● **TASK BRIEF**:
Your answer should be every line of the records that contains the word "span", copied as it stands.

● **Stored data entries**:

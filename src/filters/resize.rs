use anyhow::{Context, Result};
use fast_image_resize as fir;
use fir::images::{TypedImage, TypedImageRef};
use fir::pixels::U8x3;
use fir::{FilterType, ResizeAlg, ResizeOptions, Resizer};
use image::RgbImage;

/// Downscale a frame to the working resolution.
///
/// Scales at (or within rounding noise of) 1.0 return the input unchanged.
/// Uses box convolution, which averages the source area covered by each
/// destination pixel and so avoids aliasing when shrinking.
pub fn shrink(frame: &RgbImage, scale: f32) -> Result<RgbImage> {
    if scale >= 0.999 {
        return Ok(frame.clone());
    }
    let (w, h) = frame.dimensions();
    let nw = ((w as f32 * scale).round() as u32).max(1);
    let nh = ((h as f32 * scale).round() as u32).max(1);
    area_to(frame, nw, nh)
}

/// Resize back to `target` dimensions with nearest-neighbor sampling,
/// which keeps hard block edges instead of smoothing them away.
pub fn restore(frame: &RgbImage, target: (u32, u32)) -> Result<RgbImage> {
    resize_to(frame, target.0, target.1, ResizeAlg::Nearest)
}

/// Area-averaging resize to arbitrary dimensions.
pub fn area_to(frame: &RgbImage, width: u32, height: u32) -> Result<RgbImage> {
    resize_to(frame, width, height, ResizeAlg::Convolution(FilterType::Box))
}

fn resize_to(frame: &RgbImage, width: u32, height: u32, alg: ResizeAlg) -> Result<RgbImage> {
    let (w, h) = frame.dimensions();
    if (w, h) == (width, height) {
        return Ok(frame.clone());
    }

    let src = TypedImageRef::<U8x3>::from_buffer(w, h, frame.as_raw())
        .context("Source frame buffer does not match its dimensions")?;

    let mut dst_buf = vec![0u8; width as usize * height as usize * 3];
    let mut dst = TypedImage::<U8x3>::from_buffer(width, height, &mut dst_buf)
        .context("Failed to build destination image")?;

    let opts = ResizeOptions::new().resize_alg(alg);
    let mut resizer = Resizer::new();
    resizer
        .resize_typed::<U8x3>(&src, &mut dst, &opts)
        .context("Resize failed")?;

    RgbImage::from_raw(width, height, dst_buf).context("Resized buffer has the wrong length")
}
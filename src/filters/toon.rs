use super::{quantize, resize, FrameFilter};
use crate::params::FilterParams;
use anyhow::Result;
use image::{GrayImage, Luma, Rgb, RgbImage};

/// Cel-shaded stylization: flatten colors with an edge-preserving smooth,
/// band them into a few levels, and ink the strong edges black.
pub struct Toon;

// Fixed 7x7 neighborhood tuned for the working resolution.
const SMOOTH_RADIUS: i32 = 3;
const SIGMA_COLOR: f32 = 60.0;
const SIGMA_SPACE: f32 = 60.0;

impl FrameFilter for Toon {
    fn name(&self) -> &'static str {
        "toon"
    }

    fn apply(&self, frame: &RgbImage, params: &FilterParams) -> Result<RgbImage> {
        let small = resize::shrink(frame, params.scale())?;

        let smooth = bilateral_smooth(&small);

        let gray = gaussian3(&luminance(&smooth));
        let low = params.edge_strength() as i32;
        let high = (low * 2).min(255);
        let edges = dilate2x2(&edge_mask(&gray, low, high));

        let mut toon = smooth;
        quantize::posterize(&mut toon, params.color_levels());

        // Invert the mask and AND it in: edge pixels go to black, everything
        // else keeps its quantized color.
        for (pixel, &edge) in toon.pixels_mut().zip(edges.as_raw()) {
            let keep = !edge;
            pixel.0[0] &= keep;
            pixel.0[1] &= keep;
            pixel.0[2] &= keep;
        }

        if toon.dimensions() != frame.dimensions() {
            return resize::restore(&toon, frame.dimensions());
        }
        Ok(toon)
    }

    fn hud_line(&self, params: &FilterParams) -> Option<String> {
        Some(format!(
            "edge_strength={}  color_levels={}",
            params.edge_strength(),
            params.color_levels()
        ))
    }
}

/// Bilateral-style smoothing: flat regions average out while strong color
/// boundaries stay put, which is what gives toon shading its flat patches.
fn bilateral_smooth(frame: &RgbImage) -> RgbImage {
    let (w, h) = frame.dimensions();
    let span = (2 * SMOOTH_RADIUS + 1) as usize;

    let mut spatial = vec![0f32; span * span];
    for dy in -SMOOTH_RADIUS..=SMOOTH_RADIUS {
        for dx in -SMOOTH_RADIUS..=SMOOTH_RADIUS {
            let d2 = (dx * dx + dy * dy) as f32;
            let idx = (dy + SMOOTH_RADIUS) as usize * span + (dx + SMOOTH_RADIUS) as usize;
            spatial[idx] = (-d2 / (2.0 * SIGMA_SPACE * SIGMA_SPACE)).exp();
        }
    }

    // Color weight indexed by the summed absolute channel difference.
    let mut color_weight = [0f32; 256 * 3];
    for (d, weight) in color_weight.iter_mut().enumerate() {
        let d = d as f32;
        *weight = (-(d * d) / (2.0 * SIGMA_COLOR * SIGMA_COLOR)).exp();
    }

    let mut out = RgbImage::new(w, h);
    for y in 0..h as i32 {
        for x in 0..w as i32 {
            let center = frame.get_pixel(x as u32, y as u32).0;
            let mut acc = [0f32; 3];
            let mut weight_sum = 0f32;

            for dy in -SMOOTH_RADIUS..=SMOOTH_RADIUS {
                for dx in -SMOOTH_RADIUS..=SMOOTH_RADIUS {
                    let nx = (x + dx).clamp(0, w as i32 - 1) as u32;
                    let ny = (y + dy).clamp(0, h as i32 - 1) as u32;
                    let neighbor = frame.get_pixel(nx, ny).0;

                    let dist = center[0].abs_diff(neighbor[0]) as usize
                        + center[1].abs_diff(neighbor[1]) as usize
                        + center[2].abs_diff(neighbor[2]) as usize;
                    let idx =
                        (dy + SMOOTH_RADIUS) as usize * span + (dx + SMOOTH_RADIUS) as usize;
                    let weight = spatial[idx] * color_weight[dist];

                    weight_sum += weight;
                    acc[0] += weight * neighbor[0] as f32;
                    acc[1] += weight * neighbor[1] as f32;
                    acc[2] += weight * neighbor[2] as f32;
                }
            }

            // The center pixel always contributes weight 1.0, so the sum is
            // never zero.
            out.put_pixel(
                x as u32,
                y as u32,
                Rgb([
                    (acc[0] / weight_sum).round() as u8,
                    (acc[1] / weight_sum).round() as u8,
                    (acc[2] / weight_sum).round() as u8,
                ]),
            );
        }
    }
    out
}

/// BT.601 luminance.
fn luminance(frame: &RgbImage) -> GrayImage {
    GrayImage::from_fn(frame.width(), frame.height(), |x, y| {
        let p = frame.get_pixel(x, y).0;
        let y601 = (299 * p[0] as u32 + 587 * p[1] as u32 + 114 * p[2] as u32) / 1000;
        Luma([y601 as u8])
    })
}

/// 3x3 binomial blur to knock sensor noise out of the edge detector input.
fn gaussian3(gray: &GrayImage) -> GrayImage {
    const KERNEL: [[u32; 3]; 3] = [[1, 2, 1], [2, 4, 2], [1, 2, 1]];
    let (w, h) = gray.dimensions();
    GrayImage::from_fn(w, h, |x, y| {
        let mut acc = 0u32;
        for dy in -1i32..=1 {
            for dx in -1i32..=1 {
                let nx = (x as i32 + dx).clamp(0, w as i32 - 1) as u32;
                let ny = (y as i32 + dy).clamp(0, h as i32 - 1) as u32;
                acc += KERNEL[(dy + 1) as usize][(dx + 1) as usize]
                    * gray.get_pixel(nx, ny).0[0] as u32;
            }
        }
        Luma([(acc / 16) as u8])
    })
}

/// Binary edge mask from Sobel gradient magnitude with dual thresholds:
/// pixels at or above `high` seed the mask, pixels at or above `low`
/// survive only when 8-connected to a seed.
fn edge_mask(gray: &GrayImage, low: i32, high: i32) -> GrayImage {
    let (w, h) = gray.dimensions();
    let at = |x: i32, y: i32| {
        let cx = x.clamp(0, w as i32 - 1) as u32;
        let cy = y.clamp(0, h as i32 - 1) as u32;
        gray.get_pixel(cx, cy).0[0] as i32
    };

    let mut magnitude = vec![0u8; (w * h) as usize];
    for y in 0..h as i32 {
        for x in 0..w as i32 {
            let gx = at(x + 1, y - 1) + 2 * at(x + 1, y) + at(x + 1, y + 1)
                - at(x - 1, y - 1)
                - 2 * at(x - 1, y)
                - at(x - 1, y + 1);
            let gy = at(x - 1, y + 1) + 2 * at(x, y + 1) + at(x + 1, y + 1)
                - at(x - 1, y - 1)
                - 2 * at(x, y - 1)
                - at(x + 1, y - 1);
            // L1 magnitude, saturated to the 8-bit intensity range.
            magnitude[(y as u32 * w + x as u32) as usize] = (gx.abs() + gy.abs()).min(255) as u8;
        }
    }

    let mut edges = GrayImage::new(w, h);
    let mut pending: Vec<(u32, u32)> = Vec::new();
    for y in 0..h {
        for x in 0..w {
            if magnitude[(y * w + x) as usize] as i32 >= high {
                edges.put_pixel(x, y, Luma([255]));
                pending.push((x, y));
            }
        }
    }

    // Grow seeds into adjacent weak pixels.
    while let Some((x, y)) = pending.pop() {
        for dy in -1i32..=1 {
            for dx in -1i32..=1 {
                let nx = x as i32 + dx;
                let ny = y as i32 + dy;
                if nx < 0 || ny < 0 || nx >= w as i32 || ny >= h as i32 {
                    continue;
                }
                let (nx, ny) = (nx as u32, ny as u32);
                if edges.get_pixel(nx, ny).0[0] == 0
                    && magnitude[(ny * w + nx) as usize] as i32 >= low
                {
                    edges.put_pixel(nx, ny, Luma([255]));
                    pending.push((nx, ny));
                }
            }
        }
    }

    edges
}

/// One dilation pass with a 2x2 structuring element to thicken outlines.
fn dilate2x2(edges: &GrayImage) -> GrayImage {
    let (w, h) = edges.dimensions();
    GrayImage::from_fn(w, h, |x, y| {
        let hit = [(0, 0), (1, 0), (0, 1), (1, 1)].iter().any(|&(dx, dy)| {
            let nx = x + dx;
            let ny = y + dy;
            nx < w && ny < h && edges.get_pixel(nx, ny).0[0] != 0
        });
        Luma([if hit { 255 } else { 0 }])
    })
}

#[cfg(test)]
mod tests {
    use super::*;

    #[test]
    fn uniform_frame_has_empty_edge_mask_and_equals_quantized_base() {
        let frame = RgbImage::from_pixel(40, 30, Rgb([200, 120, 60]));
        let params = FilterParams::new("toon", 1.0, 4, 10, 80, 8);
        let out = Toon.apply(&frame, &params).unwrap();

        // No edges anywhere, so the output is exactly the quantized smooth
        // base. Smoothing a uniform frame is a no-op.
        let mut expected = frame.clone();
        quantize::posterize(&mut expected, 8);
        assert_eq!(out, expected);
    }

    #[test]
    fn output_dimensions_match_input_across_parameter_combinations() {
        let frame = RgbImage::new(53, 41);
        for scale in [0.25, 0.6, 1.0] {
            for edge in [10u8, 80, 200] {
                for levels in [2, 8, 16] {
                    let params = FilterParams::new("toon", scale, 4, 10, edge, levels);
                    let out = Toon.apply(&frame, &params).unwrap();
                    assert_eq!(out.dimensions(), frame.dimensions());
                }
            }
        }
    }

    #[test]
    fn hard_contrast_boundary_produces_black_outline() {
        // Left half black, right half white: the seam must be inked.
        let frame = RgbImage::from_fn(32, 32, |x, _| {
            if x < 16 {
                Rgb([0, 0, 0])
            } else {
                Rgb([255, 255, 255])
            }
        });
        let params = FilterParams::new("toon", 1.0, 4, 10, 40, 8);
        let out = Toon.apply(&frame, &params).unwrap();
        let seam_black = (0..32).all(|y| out.get_pixel(16, y).0 == [0, 0, 0]);
        assert!(seam_black);
    }

    #[test]
    fn high_threshold_saturates_instead_of_overflowing() {
        let gray = GrayImage::from_fn(8, 8, |x, _| Luma([if x < 4 { 0 } else { 255 }]));
        // low = 200 doubles past 255; the mask must still be computable.
        let mask = edge_mask(&gray, 200, (200 * 2).min(255));
        assert!(mask.pixels().any(|p| p.0[0] == 255));
    }

    #[test]
    fn dilation_thickens_a_single_edge_pixel() {
        let mut edges = GrayImage::new(4, 4);
        edges.put_pixel(2, 2, Luma([255]));
        let grown = dilate2x2(&edges);
        assert_eq!(grown.get_pixel(2, 2).0[0], 255);
        assert_eq!(grown.get_pixel(1, 2).0[0], 255);
        assert_eq!(grown.get_pixel(2, 1).0[0], 255);
        assert_eq!(grown.get_pixel(1, 1).0[0], 255);
    }
}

● **EXERCISE ANSWER**:
    let span = (2 * SMOOTH_RADIUS + 1) as usize;
    let mut spatial = vec![0f32; span * span];
            let idx = (dy + SMOOTH_RADIUS) as usize * span + (dx + SMOOTH_RADIUS) as usize;
                        (dy + SMOOTH_RADIUS) as usize * span + (dx + SMOOTH_RADIUS) as usize;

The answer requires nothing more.